There’s lots of things our government does that I disagree with. So I try to elect people who will pass laws that I agree with. Sometimes I lose and a bunch of laws are passed I don’t like.
I don’t claim then that those laws are “forced” against me and that my rights are being violated.
And that’s the reason why many of us just can’t debate some libertarians, because they have this double standard: If they like the law personally, it’s fine but if they don’t like it, they are being forced to obey it and that’s just evil!
I don’t think laws I don’t like are evil. They were passed through our democratic process and I can try to get that changed. I don’t always get my way. That’s what democracy is all about. Sometimes your side loses.
If libertarians said, “Well, we lost, but we’ll try to win next time” then we can discuss the merits of libertarian philosophy. But instead we often get “You people who won are taking away my right to not obey the laws I don’t feel like obeying!”
Well, suck it up. We all have laws we don’t like that we have to obey. That’s what being in a democratic society is all about.
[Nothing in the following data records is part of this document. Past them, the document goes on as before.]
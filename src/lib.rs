//! Arbitrarily centered 2D zoom FFT for complex fields.
//!
//! [`ZoomFft2`] evaluates a window of the 2D spectrum of a field, with any output resolution,
//! by composing a band limited transform along each axis. A phase reference computed at
//! construction pins the phase origin of the spectrum to a chosen, possibly sub-pixel, position
//! in the input, so that a source centered there produces zero phase everywhere in the output.
//!
//! The supporting modules synthesise smooth random fields ([`pattern`]), build plane-wave
//! references and crops ([`field`]), and render complex fields as images ([`colorize`]).

use log::{debug, trace, warn};
use ndarray::{s, Array1, Array2, ArrayBase, Axis, Data, Ix2, Zip};
use num_complex::Complex;
use std::ops::Range;
use std::str::FromStr;

pub mod colorize;
pub mod czt;
mod error;
pub mod field;
mod find_fast_number;
pub mod pattern;

pub use crate::czt::{BandTransform, ZoomFft, DEFAULT_SAMPLE_RATE};
pub use crate::error::{Result, ZoomError};

/// Orientation convention of the output.
///
/// `Backward` reverses both output axes of the forward result, for consumers that treat the
/// spectrum as an inverse-direction transform. It is not an inverse transform.
#[derive(Clone, Copy, Debug, PartialEq, Eq)]
pub enum Direction {
    Forward,
    Backward,
}

impl Default for Direction {
    fn default() -> Self {
        Direction::Forward
    }
}

impl FromStr for Direction {
    type Err = ZoomError;

    fn from_str(s: &str) -> Result<Self> {
        match s {
            "forward" => Ok(Direction::Forward),
            "backward" => Ok(Direction::Backward),
            other => Err(ZoomError::invalid(
                "direction",
                format!("must be 'forward' or 'backward', got '{}'", other),
            )),
        }
    }
}

/// A per-axis parameter given either once for both axes or explicitly per axis.
#[derive(Clone, Debug, PartialEq)]
pub enum AxisPair {
    /// Broadcast to both axes
    Scalar(f64),
    Pair([f64; 2]),
    /// Must hold exactly two values
    Slice(Vec<f64>),
}

impl AxisPair {
    /// Resolve to one value per axis, broadcasting a scalar.
    pub fn resolve(&self, name: &'static str) -> Result<[f64; 2]> {
        let pair = match self {
            AxisPair::Scalar(v) => [*v, *v],
            AxisPair::Pair(p) => *p,
            AxisPair::Slice(v) => Self::slice_pair(name, v)?,
        };
        check_finite(name, pair)
    }

    /// Resolve to one value per axis, refusing the scalar form.
    pub fn resolve_pair(&self, name: &'static str) -> Result<[f64; 2]> {
        let pair = match self {
            AxisPair::Scalar(v) => {
                return Err(ZoomError::invalid(
                    name,
                    format!("expected a pair of values, got scalar {}", v),
                ))
            }
            AxisPair::Pair(p) => *p,
            AxisPair::Slice(v) => Self::slice_pair(name, v)?,
        };
        check_finite(name, pair)
    }

    fn slice_pair(name: &'static str, v: &[f64]) -> Result<[f64; 2]> {
        match *v {
            [a, b] => Ok([a, b]),
            _ => Err(ZoomError::invalid(
                name,
                format!("expected a scalar or a pair, got {} values", v.len()),
            )),
        }
    }
}

fn check_finite(name: &'static str, pair: [f64; 2]) -> Result<[f64; 2]> {
    if pair.iter().all(|v| v.is_finite()) {
        Ok(pair)
    } else {
        Err(ZoomError::invalid(name, format!("values must be finite, got {:?}", pair)))
    }
}

impl From<f64> for AxisPair {
    fn from(v: f64) -> Self {
        AxisPair::Scalar(v)
    }
}

impl From<(f64, f64)> for AxisPair {
    fn from((a, b): (f64, f64)) -> Self {
        AxisPair::Pair([a, b])
    }
}

impl From<[f64; 2]> for AxisPair {
    fn from(p: [f64; 2]) -> Self {
        AxisPair::Pair(p)
    }
}

impl From<Vec<f64>> for AxisPair {
    fn from(v: Vec<f64>) -> Self {
        AxisPair::Slice(v)
    }
}

impl From<&[f64]> for AxisPair {
    fn from(v: &[f64]) -> Self {
        AxisPair::Slice(v.to_vec())
    }
}

/// 2D zoom FFT with a phase origin pinned to `pos_center`.
///
/// The geometry is fixed at construction. Construction also calibrates the phase reference, which
/// is never recomputed, so a `ZoomFft2` can be shared between threads and applied concurrently.
#[derive(Clone)]
pub struct ZoomFft2<T: BandTransform = ZoomFft> {
    n: [usize; 2],
    m: [usize; 2],
    // stored doubled, see `with_transform`
    f_center: [f64; 2],
    f_range: [f64; 2],
    pos_center: [f64; 2],
    direction: Direction,
    norm: f64,
    transforms: [T; 2],
    reference: Array2<Complex<f64>>,
}

impl ZoomFft2 {
    /// Plan a 2D zoom FFT using the chirp-z transform along each axis.
    ///
    /// * `n` - input shape
    /// * `m` - output shape
    /// * `f_center` - center frequency of the output window in cycles per sample, scalar or per axis
    /// * `f_range` - width of the output window, in units of [`DEFAULT_SAMPLE_RATE`], scalar or per axis
    /// * `pos_center` - position in the input that maps to zero phase, defaults to the center of the input array
    /// * `direction` - output orientation
    pub fn new(
        n: [usize; 2],
        m: [usize; 2],
        f_center: impl Into<AxisPair>,
        f_range: impl Into<AxisPair>,
        pos_center: Option<AxisPair>,
        direction: Direction,
    ) -> Result<Self> {
        Self::with_transform(n, m, f_center, f_range, pos_center, direction)
    }
}

impl<T: BandTransform> ZoomFft2<T> {
    /// As [`ZoomFft2::new`], planning each axis with the band transform `T`.
    pub fn with_transform(
        n: [usize; 2],
        m: [usize; 2],
        f_center: impl Into<AxisPair>,
        f_range: impl Into<AxisPair>,
        pos_center: Option<AxisPair>,
        direction: Direction,
    ) -> Result<Self> {
        if n.contains(&0) {
            return Err(ZoomError::invalid("n", format!("input shape must be non-empty, got {:?}", n)));
        }
        if m.contains(&0) {
            return Err(ZoomError::invalid("m", format!("output shape must be non-empty, got {:?}", m)));
        }

        // Intervals are in units of a sample rate of 2, doubling the center makes it cycles per sample.
        let f_center = f_center.into().resolve("f_center")?;
        let f_center = [2.0 * f_center[0], 2.0 * f_center[1]];

        let f_range = f_range.into().resolve("f_range")?;
        if f_range.iter().any(|&r| r <= 0.0) {
            return Err(ZoomError::invalid(
                "f_range",
                format!("frequency span must be positive, got {:?}", f_range),
            ));
        }

        let pos_center = match pos_center {
            Some(p) => p.resolve_pair("pos_center")?,
            None => [(n[0] as f64 - 1.0) / 2.0, (n[1] as f64 - 1.0) / 2.0],
        };

        let interval0 = [f_center[0] - f_range[0] / 2.0, f_center[0] + f_range[0] / 2.0];
        let interval1 = [f_center[1] - f_range[1] / 2.0, f_center[1] + f_range[1] / 2.0];

        debug!(
            "planning zoom fft2: n {:?} m {:?} f_center {:?} f_range {:?} intervals {:?} {:?} pos_center {:?} {:?}",
            n, m, f_center, f_range, interval0, interval1, pos_center, direction
        );

        let transforms = [
            T::plan(n[0], m[0], interval0)?,
            T::plan(n[1], m[1], interval1)?,
        ];

        let mut zfft = ZoomFft2 {
            n,
            m,
            f_center,
            f_range,
            pos_center,
            direction,
            norm: ((n[0] * n[1]) as f64).sqrt(),
            transforms,
            reference: Array2::zeros([0, 0]),
        };
        zfft.reference = zfft.calibrate();
        Ok(zfft)
    }

    /// Computes the phase reference from the spectrum of the calibration impulse.
    fn calibrate(&self) -> Array2<Complex<f64>> {
        for (axis, (&p, &len)) in self.pos_center.iter().zip(&self.n).enumerate() {
            if !(0.0..=(len - 1) as f64).contains(&p) {
                warn!(
                    "pos_center {} on axis {} is outside the input (length {}), the phase reference is not meaningful",
                    p, axis, len
                );
            }
        }

        let ref0 = self.spectrum(&self.calibration_impulse());
        ref0.mapv(|e| Complex::from_polar(1.0, -e.arg()))
    }

    /// The synthetic input used to calibrate the phase reference.
    ///
    /// This is a 2x2 block of ones straddling `pos_center`, clipped to the array bounds.
    pub fn calibration_impulse(&self) -> Array2<f64> {
        let w0 = calibration_window(self.pos_center[0], self.n[0]);
        let w1 = calibration_window(self.pos_center[1], self.n[1]);
        trace!("calibration window rows {:?} cols {:?}", w0, w1);

        let mut impulse = Array2::zeros(self.n);
        impulse.slice_mut(s![w0, w1]).fill(1.0);
        impulse
    }

    /// Transform `input` without the phase reference: both axis transforms, normalisation and reorientation.
    ///
    /// `input` must have the planned input shape.
    pub fn spectrum<S, A>(&self, input: &ArrayBase<S, Ix2>) -> Array2<Complex<f64>>
    where
        S: Data<Elem = A>,
        A: Clone + Into<Complex<f64>>,
    {
        assert_eq!(
            input.shape(),
            &self.n[..],
            "input shape does not match the planned zoom fft"
        );
        let input: Array2<Complex<f64>> = input.mapv(Into::into);

        let partial = self.transforms[0].transform(input.view(), Axis(0));
        let mut out = self.transforms[1].transform(partial.view(), Axis(1));

        let normalisation = 1.0 / self.norm;
        out.par_mapv_inplace(|e| e * normalisation);

        match self.direction {
            Direction::Forward => out,
            Direction::Backward => out.slice(s![..;-1, ..;-1]).to_owned(),
        }
    }

    /// Transform `input`, returning the phase referenced spectrum window of the output shape.
    ///
    /// `input` may be real or complex and must have the planned input shape.
    pub fn apply<S, A>(&self, input: &ArrayBase<S, Ix2>) -> Array2<Complex<f64>>
    where
        S: Data<Elem = A>,
        A: Clone + Into<Complex<f64>>,
    {
        let mut out = self.spectrum(input);
        Zip::from(&mut out)
            .and(&self.reference)
            .par_for_each(|e, &r| *e *= r);
        out
    }

    pub fn input_shape(&self) -> [usize; 2] {
        self.n
    }

    pub fn output_shape(&self) -> [usize; 2] {
        self.m
    }

    /// Center frequency of each axis as stored, that is doubled, in units of [`DEFAULT_SAMPLE_RATE`].
    pub fn f_center(&self) -> [f64; 2] {
        self.f_center
    }

    pub fn f_range(&self) -> [f64; 2] {
        self.f_range
    }

    pub fn pos_center(&self) -> [f64; 2] {
        self.pos_center
    }

    pub fn direction(&self) -> Direction {
        self.direction
    }

    /// `sqrt(n0 * n1)`, the divisor applied to every output.
    pub fn norm(&self) -> f64 {
        self.norm
    }

    /// The unit magnitude phase reference multiplied into every output.
    pub fn reference(&self) -> &Array2<Complex<f64>> {
        &self.reference
    }

    /// Frequency in cycles per sample of each output index along `axis`, in output order.
    pub fn frequencies(&self, axis: Axis) -> Array1<f64> {
        let i = axis.index();
        assert!(i < 2, "zoom fft2 has two axes, got {:?}", axis);
        let len = self.m[i];
        let half_range = self.f_range[i] / 2.0;
        let start = self.f_center[i] - half_range;
        let step = if len > 1 { 2.0 * half_range / (len - 1) as f64 } else { 0.0 };
        let freqs = Array1::from_shape_fn(len, |k| (start + k as f64 * step) / DEFAULT_SAMPLE_RATE);
        match self.direction {
            Direction::Forward => freqs,
            Direction::Backward => freqs.slice(s![..;-1]).to_owned(),
        }
    }
}

/// Two sample window straddling `pos` on an axis of length `len`, clipped to the axis.
///
/// Integral positions use the window one past the center, other positions the window starting at `floor(pos)`.
fn calibration_window(pos: f64, len: usize) -> Range<usize> {
    let base = pos.floor();
    let start = if (2.0 * pos) % 2.0 == 0.0 { base + 1.0 } else { base };
    let end = start + 2.0;
    let clip = |v: f64| v.max(0.0).min(len as f64) as usize;
    clip(start)..clip(end)
}
//! Decodes a `data.txt` bulk log stream written by `imu-core::framer::LogSink`.
//!
//! The stream is a flat sequence of zero-delimited COBS frames. Raw
//! frames are split across two chunks (`RAW_CHUNK_1_LEN`,
//! `RAW_CHUNK_2_LEN`); a calibrated record, when the output divider
//! publishes one, follows as a third, shorter frame
//! (`CAL_CHUNK_LEN`). The three lengths never collide, so a decoded
//! frame's length alone identifies which kind it is.

use imu_core::config::{CAL_CHUNK_LEN, NUM_SENSORS, RAW_CHUNK_1_LEN, RAW_CHUNK_1_SENSORS, RAW_CHUNK_2_LEN};
use imu_core::cobs;

#[derive(Debug)]
pub struct RawChunk1 {
    pub time_stamp: u32,
    pub sensors: [[i16; 7]; RAW_CHUNK_1_SENSORS],
}

#[derive(Debug)]
pub struct RawChunk2 {
    pub sensors: [[i16; 7]; NUM_SENSORS - RAW_CHUNK_1_SENSORS],
}

#[derive(Debug)]
pub struct CalibratedRecord {
    pub delta_theta: [f32; 3],
    pub delta_v: [f32; 3],
    pub accum_v: [f32; 3],
    pub attitude: [f32; 4],
    pub avg_temp_c: f32,
}

#[derive(Debug)]
pub enum Frame {
    Raw1(RawChunk1),
    Raw2(RawChunk2),
    Calibrated(CalibratedRecord),
}

#[derive(Debug)]
pub enum DecodeError {
    Cobs,
    UnexpectedLength(usize),
}

/// Splits `stream` on zero delimiters and decodes each non-empty frame,
/// skipping delimiter-only gaps. Stops at the first malformed frame and
/// reports how many bytes of `stream` were consumed successfully.
pub fn decode_stream(stream: &[u8]) -> (Vec<Frame>, usize) {
    let mut frames = Vec::new();
    let mut consumed = 0;
    for piece in stream.split(|&b| b == 0) {
        consumed += piece.len() + 1;
        if piece.is_empty() {
            continue;
        }
        match decode_frame(piece) {
            Ok(frame) => frames.push(frame),
            Err(_) => {
                consumed -= piece.len() + 1;
                break;
            }
        }
    }
    (frames, consumed.min(stream.len()))
}

fn decode_frame(encoded: &[u8]) -> Result<Frame, DecodeError> {
    let mut buf = vec![0u8; encoded.len()];
    let n = cobs::decode(encoded, &mut buf).ok_or(DecodeError::Cobs)?;
    let payload = &buf[..n];
    match n {
        RAW_CHUNK_1_LEN => Ok(Frame::Raw1(parse_raw_chunk1(payload))),
        RAW_CHUNK_2_LEN => Ok(Frame::Raw2(parse_raw_chunk2(payload))),
        CAL_CHUNK_LEN => Ok(Frame::Calibrated(parse_calibrated(payload))),
        other => Err(DecodeError::UnexpectedLength(other)),
    }
}

fn read_i16(bytes: &[u8], offset: usize) -> i16 {
    i16::from_le_bytes([bytes[offset], bytes[offset + 1]])
}

fn read_f32(bytes: &[u8], offset: usize) -> f32 {
    f32::from_le_bytes([
        bytes[offset],
        bytes[offset + 1],
        bytes[offset + 2],
        bytes[offset + 3],
    ])
}

fn parse_raw_chunk1(payload: &[u8]) -> RawChunk1 {
    let time_stamp = u32::from_le_bytes([payload[0], payload[1], payload[2], payload[3]]);
    let mut sensors = [[0i16; 7]; RAW_CHUNK_1_SENSORS];
    for (i, sensor) in sensors.iter_mut().enumerate() {
        let base = 4 + i * 14;
        for (w, word) in sensor.iter_mut().enumerate() {
            *word = read_i16(payload, base + w * 2);
        }
    }
    RawChunk1 { time_stamp, sensors }
}

fn parse_raw_chunk2(payload: &[u8]) -> RawChunk2 {
    let mut sensors = [[0i16; 7]; NUM_SENSORS - RAW_CHUNK_1_SENSORS];
    for (i, sensor) in sensors.iter_mut().enumerate() {
        let base = i * 14;
        for (w, word) in sensor.iter_mut().enumerate() {
            *word = read_i16(payload, base + w * 2);
        }
    }
    RawChunk2 { sensors }
}

fn parse_calibrated(payload: &[u8]) -> CalibratedRecord {
    CalibratedRecord {
        delta_theta: [read_f32(payload, 0), read_f32(payload, 4), read_f32(payload, 8)],
        delta_v: [read_f32(payload, 12), read_f32(payload, 16), read_f32(payload, 20)],
        accum_v: [read_f32(payload, 24), read_f32(payload, 28), read_f32(payload, 32)],
        attitude: [
            read_f32(payload, 36),
            read_f32(payload, 40),
            read_f32(payload, 44),
            read_f32(payload, 48),
        ],
        avg_temp_c: read_f32(payload, 52),
    }
}

#[cfg(test)]
mod tests {
    use super::*;
    use imu_core::frame::RawFrame;
    use imu_core::framer::{LogSink, StorageSink};

    struct VecStorage(Vec<u8>);
    impl StorageSink for VecStorage {
        type Error = ();
        fn open_write(&mut self, _truncate: bool) -> Result<(), ()> {
            Ok(())
        }
        fn open_read(&mut self) -> Result<(), ()> {
            Ok(())
        }
        fn close(&mut self) -> Result<(), ()> {
            Ok(())
        }
        fn write(&mut self, data: &[u8]) -> Result<(), ()> {
            self.0.extend_from_slice(data);
            Ok(())
        }
        fn read(&mut self, _buf: &mut [u8]) -> Result<usize, ()> {
            Ok(0)
        }
        fn is_open(&self) -> bool {
            true
        }
    }

    #[test]
    fn round_trips_a_raw_frame_written_by_the_log_sink() {
        let mut sink = LogSink::new();
        let mut storage = VecStorage(Vec::new());
        let mut frame = RawFrame::zeroed();
        frame.time_stamp = 0xDEAD_BEEF;
        frame.sensors[0].data[0] = -123;
        sink.write_raw_frame(&mut storage, &frame).unwrap();
        sink.flush(&mut storage).unwrap();

        let (frames, consumed) = decode_stream(&storage.0);
        assert_eq!(consumed, storage.0.len());
        assert_eq!(frames.len(), 2);
        match &frames[0] {
            Frame::Raw1(chunk) => {
                assert_eq!(chunk.time_stamp, 0xDEAD_BEEF);
                assert_eq!(chunk.sensors[0][0], -123);
            }
            other => panic!("expected Raw1, got {:?}", other),
        }
        assert!(matches!(frames[1], Frame::Raw2(_)));
    }

    #[test]
    fn stops_cleanly_on_a_truncated_trailing_frame() {
        let mut sink = LogSink::new();
        let mut storage = VecStorage(Vec::new());
        let frame = RawFrame::zeroed();
        sink.write_raw_frame(&mut storage, &frame).unwrap();
        sink.flush(&mut storage).unwrap();
        storage.0.truncate(storage.0.len() - 3);

        let (frames, consumed) = decode_stream(&storage.0);
        assert_eq!(frames.len(), 1);
        assert!(consumed < storage.0.len());
    }
}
The main problem I have with libertarian philosophy is that they see programs where we ask everyone to pitch in a little to help everyone a lot as “theft” and then complain that they are “forced at gunpoint” to pay taxes to support this stuff.
That’s where they lose me. Every society in the history of this planet has asked its members to support it in some way. Even the most basic society made you pick berries for the good of the tribe.
We can disagree on how much we should do — that’s a legitimate debate. We can discuss how to make taxation fairer.
But when libertarians say any program is a violation of their rights and all taxation is theft, then instead of looking principled, they just look, well, selfish.
Pick some berries, guys.
Actually cats are quite capable of going feral and taking care of themselves. Just because they know where the food bowl is doesnt mean they need it.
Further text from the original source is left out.